In the data that follows, count the lines in which the word "RegistryError" occurs, and report that figure alone.

----

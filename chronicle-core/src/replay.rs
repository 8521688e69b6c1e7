//! Rebuilding live instances from stored history.
//!
//! [`replay`] creates a fresh instance of a definition, optionally seeds it
//! from a [`Snapshot`], and folds the remaining events through the
//! definition's handlers. Replayed events are applied, not recorded: the
//! instance comes back with no pending events.

use thiserror::Error;

use crate::{
    aggregate::{AggregateDefinition, AggregateState, Instance},
    directory::DefinitionError,
    event::RecordedEvent,
    instance::RegistryError,
    snapshot::Snapshot,
};

/// Error rebuilding an instance from its history.
#[derive(Debug, Error)]
pub enum ReplayError {
    /// History exists but the definition cannot apply any event.
    #[error("cannot load aggregate `{aggregate}`: no event handlers are defined")]
    NoEventHandlers {
        /// Aggregate name.
        aggregate: String,
    },
    /// The first event after the snapshot has the wrong version.
    #[error("loaded events don't start right after snapshot: expected version {expected}, found {found}")]
    NotAfterSnapshot {
        /// Snapshot version plus one, or 1 without a snapshot.
        expected: u64,
        /// Version of the first remaining event.
        found: u64,
    },
    /// Two consecutive events are not one version apart.
    #[error("loaded events are not continuous: expected version {expected}, found {found}")]
    NotContinuous {
        /// Version that should have come next.
        expected: u64,
        /// Version that did.
        found: u64,
    },
    /// The history holds an event the definition has no handler for.
    #[error("handler not defined for aggregate `{aggregate}`: event `{event}`")]
    HandlerNotDefined {
        /// Aggregate name.
        aggregate: String,
        /// Event name.
        event: String,
    },
    /// A handler could not decode an event payload.
    #[error("event `{event}` at version {version} could not be applied")]
    Decode {
        /// Event name.
        event: String,
        /// Event version.
        version: u64,
        /// Decoding failure.
        #[source]
        source: serde_json::Error,
    },
    /// The definition could not be registered.
    #[error(transparent)]
    Definition(#[from] DefinitionError),
    /// The instance record vanished mid-replay.
    #[error(transparent)]
    Instance(#[from] RegistryError),
}

/// Rebuild an instance of `definition` from `history`.
///
/// `history` may arrive in any order; it is sorted by version first. When a
/// snapshot is given, events at or below its version are skipped and the
/// rest must start at `snapshot.version + 1`. Without one they must start at
/// 1. Either way they must be gap-free.
///
/// On error no instance survives: the partially built one is disposed.
///
/// # Errors
///
/// See [`ReplayError`].
#[tracing::instrument(
    skip(definition, history, snapshot),
    fields(aggregate = %definition.name(), events = history.len())
)]
pub fn replay<T, E>(
    definition: &AggregateDefinition<T>,
    id: impl Into<String> + std::fmt::Debug,
    history: Vec<E>,
    snapshot: Option<Snapshot<T>>,
) -> Result<Instance<T>, ReplayError>
where
    T: AggregateState,
    E: AsRef<RecordedEvent>,
{
    let instance = definition.create(id)?;
    let registry = definition.registry();

    let base_version = match snapshot {
        Some(snapshot) => {
            let version = snapshot.version;
            registry.restore(instance.key(), version, snapshot.state)?;
            Some(version)
        }
        None => None,
    };

    if history.is_empty() {
        return Ok(instance);
    }
    if !definition.has_event_handlers() {
        return Err(ReplayError::NoEventHandlers {
            aggregate: definition.name().to_string(),
        });
    }

    let mut events: Vec<&RecordedEvent> = history
        .iter()
        .map(AsRef::as_ref)
        .filter(|event| base_version.is_none_or(|base| event.version > base))
        .collect();
    events.sort_by_key(|event| event.version);

    let Some(first) = events.first() else {
        tracing::debug!("snapshot covers the whole history");
        return Ok(instance);
    };
    let expected = base_version.unwrap_or(0) + 1;
    if first.version != expected {
        return Err(ReplayError::NotAfterSnapshot {
            expected,
            found: first.version,
        });
    }
    if let Some(pair) = events
        .windows(2)
        .find(|pair| pair[1].version != pair[0].version + 1)
    {
        return Err(ReplayError::NotContinuous {
            expected: pair[0].version + 1,
            found: pair[1].version,
        });
    }

    registry.update(instance.key(), |record| {
        for event in &events {
            let handler =
                definition
                    .event_handler(&event.name)
                    .ok_or_else(|| ReplayError::HandlerNotDefined {
                        aggregate: definition.name().to_string(),
                        event: event.name.clone(),
                    })?;
            handler(&mut record.state, &event.payload).map_err(|source| ReplayError::Decode {
                event: event.name.clone(),
                version: event.version,
                source,
            })?;
            record.version = event.version;
        }
        Ok::<_, ReplayError>(())
    })??;

    tracing::debug!(version = ?instance.version(), "instance replayed");
    Ok(instance)
}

----

• _ANSWER AREA_:
2